Work instructions:
Entries follow. Give back exactly the lines starting at the one containing "const RETRY_BASE: Duration" and ending at the one containing "if retry_count >= MAX_RETRIES", and no other lines.

Stored records:
------------------------------------------------
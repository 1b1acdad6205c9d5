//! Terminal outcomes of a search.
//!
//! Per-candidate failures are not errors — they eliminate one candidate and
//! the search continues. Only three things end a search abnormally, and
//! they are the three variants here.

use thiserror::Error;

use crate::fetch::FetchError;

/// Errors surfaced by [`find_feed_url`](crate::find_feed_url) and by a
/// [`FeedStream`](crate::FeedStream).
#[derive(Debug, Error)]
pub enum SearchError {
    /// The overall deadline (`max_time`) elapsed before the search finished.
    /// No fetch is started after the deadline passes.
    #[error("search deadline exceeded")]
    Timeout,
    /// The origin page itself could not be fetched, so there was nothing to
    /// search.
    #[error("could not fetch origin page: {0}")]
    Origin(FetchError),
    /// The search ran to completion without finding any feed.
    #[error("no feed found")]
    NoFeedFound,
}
------------------------------------------------
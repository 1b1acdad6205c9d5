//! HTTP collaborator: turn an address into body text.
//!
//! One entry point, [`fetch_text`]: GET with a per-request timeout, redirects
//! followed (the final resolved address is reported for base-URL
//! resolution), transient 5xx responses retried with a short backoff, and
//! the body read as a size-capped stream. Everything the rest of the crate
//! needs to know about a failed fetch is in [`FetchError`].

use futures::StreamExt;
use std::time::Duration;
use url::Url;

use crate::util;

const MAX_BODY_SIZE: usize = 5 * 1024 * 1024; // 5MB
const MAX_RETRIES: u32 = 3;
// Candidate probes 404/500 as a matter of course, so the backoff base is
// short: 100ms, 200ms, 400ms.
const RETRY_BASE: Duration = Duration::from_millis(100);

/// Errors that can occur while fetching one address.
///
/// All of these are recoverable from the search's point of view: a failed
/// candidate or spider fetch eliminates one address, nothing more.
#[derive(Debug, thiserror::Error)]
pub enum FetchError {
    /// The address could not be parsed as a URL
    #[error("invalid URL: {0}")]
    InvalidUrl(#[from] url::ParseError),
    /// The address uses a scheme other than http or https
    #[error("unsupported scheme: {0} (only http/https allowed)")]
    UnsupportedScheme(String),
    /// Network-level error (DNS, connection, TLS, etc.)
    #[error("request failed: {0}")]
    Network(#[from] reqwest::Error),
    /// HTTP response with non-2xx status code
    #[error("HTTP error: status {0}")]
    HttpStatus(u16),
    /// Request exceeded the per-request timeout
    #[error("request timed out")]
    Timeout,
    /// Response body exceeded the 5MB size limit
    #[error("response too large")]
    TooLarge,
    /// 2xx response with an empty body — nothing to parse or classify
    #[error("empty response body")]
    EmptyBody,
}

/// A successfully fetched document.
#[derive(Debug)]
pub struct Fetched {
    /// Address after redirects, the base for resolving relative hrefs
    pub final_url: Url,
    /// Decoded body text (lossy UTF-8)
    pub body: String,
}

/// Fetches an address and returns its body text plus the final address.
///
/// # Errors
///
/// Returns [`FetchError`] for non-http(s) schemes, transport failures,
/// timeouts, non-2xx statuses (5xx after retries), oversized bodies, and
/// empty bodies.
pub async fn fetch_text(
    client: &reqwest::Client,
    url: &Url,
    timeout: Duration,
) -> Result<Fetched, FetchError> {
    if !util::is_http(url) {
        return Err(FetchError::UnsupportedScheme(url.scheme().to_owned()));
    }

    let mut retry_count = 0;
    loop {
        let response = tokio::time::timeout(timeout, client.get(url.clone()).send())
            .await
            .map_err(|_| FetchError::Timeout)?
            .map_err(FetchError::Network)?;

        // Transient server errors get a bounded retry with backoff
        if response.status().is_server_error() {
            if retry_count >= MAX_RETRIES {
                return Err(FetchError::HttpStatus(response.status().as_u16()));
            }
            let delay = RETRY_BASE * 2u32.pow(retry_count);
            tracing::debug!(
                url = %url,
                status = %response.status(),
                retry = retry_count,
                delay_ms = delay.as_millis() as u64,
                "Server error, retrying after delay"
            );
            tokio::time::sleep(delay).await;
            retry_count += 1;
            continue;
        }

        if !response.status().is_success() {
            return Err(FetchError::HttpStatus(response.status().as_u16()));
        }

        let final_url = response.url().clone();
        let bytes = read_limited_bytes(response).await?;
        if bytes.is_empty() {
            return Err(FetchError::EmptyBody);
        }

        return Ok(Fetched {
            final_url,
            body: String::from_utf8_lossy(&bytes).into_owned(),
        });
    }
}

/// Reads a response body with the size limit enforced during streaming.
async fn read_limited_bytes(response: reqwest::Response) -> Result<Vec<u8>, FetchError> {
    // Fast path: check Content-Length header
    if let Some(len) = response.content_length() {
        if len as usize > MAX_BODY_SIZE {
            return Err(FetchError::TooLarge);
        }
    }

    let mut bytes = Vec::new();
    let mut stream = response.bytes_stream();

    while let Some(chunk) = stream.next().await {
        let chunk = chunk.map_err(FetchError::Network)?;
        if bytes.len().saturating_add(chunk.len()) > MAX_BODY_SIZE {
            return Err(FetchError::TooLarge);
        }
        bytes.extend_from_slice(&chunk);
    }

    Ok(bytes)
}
------------------------------------------------
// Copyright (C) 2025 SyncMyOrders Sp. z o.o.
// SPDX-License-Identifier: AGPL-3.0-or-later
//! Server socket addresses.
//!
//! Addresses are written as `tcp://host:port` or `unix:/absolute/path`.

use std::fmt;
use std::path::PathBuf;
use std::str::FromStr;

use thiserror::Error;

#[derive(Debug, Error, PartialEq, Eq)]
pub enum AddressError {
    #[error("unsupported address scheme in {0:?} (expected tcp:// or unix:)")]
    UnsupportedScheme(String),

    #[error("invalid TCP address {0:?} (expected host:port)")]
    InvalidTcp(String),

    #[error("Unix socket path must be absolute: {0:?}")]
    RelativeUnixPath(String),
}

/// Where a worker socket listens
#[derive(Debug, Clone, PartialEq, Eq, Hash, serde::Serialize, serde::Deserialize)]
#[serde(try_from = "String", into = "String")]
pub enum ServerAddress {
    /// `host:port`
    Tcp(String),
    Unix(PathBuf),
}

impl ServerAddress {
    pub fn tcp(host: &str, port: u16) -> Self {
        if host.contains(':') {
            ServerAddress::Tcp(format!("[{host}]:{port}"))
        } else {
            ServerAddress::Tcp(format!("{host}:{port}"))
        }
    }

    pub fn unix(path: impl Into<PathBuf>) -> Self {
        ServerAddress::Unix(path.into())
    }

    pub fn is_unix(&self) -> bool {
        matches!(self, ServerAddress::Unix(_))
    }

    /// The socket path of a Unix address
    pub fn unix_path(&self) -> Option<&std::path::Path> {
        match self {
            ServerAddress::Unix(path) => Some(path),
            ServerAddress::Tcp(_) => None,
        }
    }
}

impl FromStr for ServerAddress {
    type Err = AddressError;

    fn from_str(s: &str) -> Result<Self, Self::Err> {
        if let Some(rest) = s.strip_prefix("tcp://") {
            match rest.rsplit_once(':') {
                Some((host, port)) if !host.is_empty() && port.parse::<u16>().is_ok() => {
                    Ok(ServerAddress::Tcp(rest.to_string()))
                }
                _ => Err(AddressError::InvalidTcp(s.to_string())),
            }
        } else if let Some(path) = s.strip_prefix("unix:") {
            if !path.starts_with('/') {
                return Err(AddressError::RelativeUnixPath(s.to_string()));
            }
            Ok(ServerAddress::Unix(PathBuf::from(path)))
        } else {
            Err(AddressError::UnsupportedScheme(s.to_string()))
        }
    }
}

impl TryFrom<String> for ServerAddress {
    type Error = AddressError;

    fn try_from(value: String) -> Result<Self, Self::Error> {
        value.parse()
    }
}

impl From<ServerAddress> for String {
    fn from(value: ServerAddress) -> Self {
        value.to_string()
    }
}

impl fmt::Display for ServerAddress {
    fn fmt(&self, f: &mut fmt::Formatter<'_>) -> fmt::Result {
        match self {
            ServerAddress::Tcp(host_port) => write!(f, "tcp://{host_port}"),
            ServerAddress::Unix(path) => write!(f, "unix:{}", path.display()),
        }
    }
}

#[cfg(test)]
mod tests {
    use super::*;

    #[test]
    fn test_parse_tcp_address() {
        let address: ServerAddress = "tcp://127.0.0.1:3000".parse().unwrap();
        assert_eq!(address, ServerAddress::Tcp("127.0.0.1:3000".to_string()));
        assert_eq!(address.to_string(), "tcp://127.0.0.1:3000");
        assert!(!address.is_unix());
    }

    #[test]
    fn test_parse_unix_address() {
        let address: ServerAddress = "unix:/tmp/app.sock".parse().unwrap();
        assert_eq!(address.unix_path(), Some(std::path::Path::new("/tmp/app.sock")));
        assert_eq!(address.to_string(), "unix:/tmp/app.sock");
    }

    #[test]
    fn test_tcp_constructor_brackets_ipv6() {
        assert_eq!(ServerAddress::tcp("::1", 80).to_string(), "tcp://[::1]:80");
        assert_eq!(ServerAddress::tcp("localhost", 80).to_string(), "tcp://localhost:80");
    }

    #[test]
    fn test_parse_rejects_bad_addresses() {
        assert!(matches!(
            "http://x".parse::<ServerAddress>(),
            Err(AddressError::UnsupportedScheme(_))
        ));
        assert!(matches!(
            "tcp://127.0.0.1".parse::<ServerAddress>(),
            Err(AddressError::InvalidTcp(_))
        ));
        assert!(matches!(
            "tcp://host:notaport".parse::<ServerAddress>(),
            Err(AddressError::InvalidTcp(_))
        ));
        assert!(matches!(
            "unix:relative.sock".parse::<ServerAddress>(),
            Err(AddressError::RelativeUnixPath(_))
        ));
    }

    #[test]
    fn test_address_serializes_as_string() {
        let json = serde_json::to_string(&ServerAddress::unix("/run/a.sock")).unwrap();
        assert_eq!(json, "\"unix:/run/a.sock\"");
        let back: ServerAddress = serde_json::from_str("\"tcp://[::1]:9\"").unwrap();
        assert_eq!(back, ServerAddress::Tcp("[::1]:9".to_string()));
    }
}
------------------------------------------------
Answer area:
const RETRY_BASE: Duration = Duration::from_millis(100);

/// Errors that can occur while fetching one address.
///
/// All of these are recoverable from the search's point of view: a failed
/// candidate or spider fetch eliminates one address, nothing more.
#[derive(Debug, thiserror::Error)]
pub enum FetchError {
    /// The address could not be parsed as a URL
    #[error("invalid URL: {0}")]
    InvalidUrl(#[from] url::ParseError),
    /// The address uses a scheme other than http or https
    #[error("unsupported scheme: {0} (only http/https allowed)")]
    UnsupportedScheme(String),
    /// Network-level error (DNS, connection, TLS, etc.)
    #[error("request failed: {0}")]
    Network(#[from] reqwest::Error),
    /// HTTP response with non-2xx status code
    #[error("HTTP error: status {0}")]
    HttpStatus(u16),
    /// Request exceeded the per-request timeout
    #[error("request timed out")]
    Timeout,
    /// Response body exceeded the 5MB size limit
    #[error("response too large")]
    TooLarge,
    /// 2xx response with an empty body — nothing to parse or classify
    #[error("empty response body")]
    EmptyBody,
}

/// A successfully fetched document.
#[derive(Debug)]
pub struct Fetched {
    /// Address after redirects, the base for resolving relative hrefs
    pub final_url: Url,
    /// Decoded body text (lossy UTF-8)
    pub body: String,
}

/// Fetches an address and returns its body text plus the final address.
///
/// # Errors
///
/// Returns [`FetchError`] for non-http(s) schemes, transport failures,
/// timeouts, non-2xx statuses (5xx after retries), oversized bodies, and
/// empty bodies.
pub async fn fetch_text(
    client: &reqwest::Client,
    url: &Url,
    timeout: Duration,
) -> Result<Fetched, FetchError> {
    if !util::is_http(url) {
        return Err(FetchError::UnsupportedScheme(url.scheme().to_owned()));
    }

    let mut retry_count = 0;
    loop {
        let response = tokio::time::timeout(timeout, client.get(url.clone()).send())
            .await
            .map_err(|_| FetchError::Timeout)?
            .map_err(FetchError::Network)?;

        // Transient server errors get a bounded retry with backoff
        if response.status().is_server_error() {
            if retry_count >= MAX_RETRIES {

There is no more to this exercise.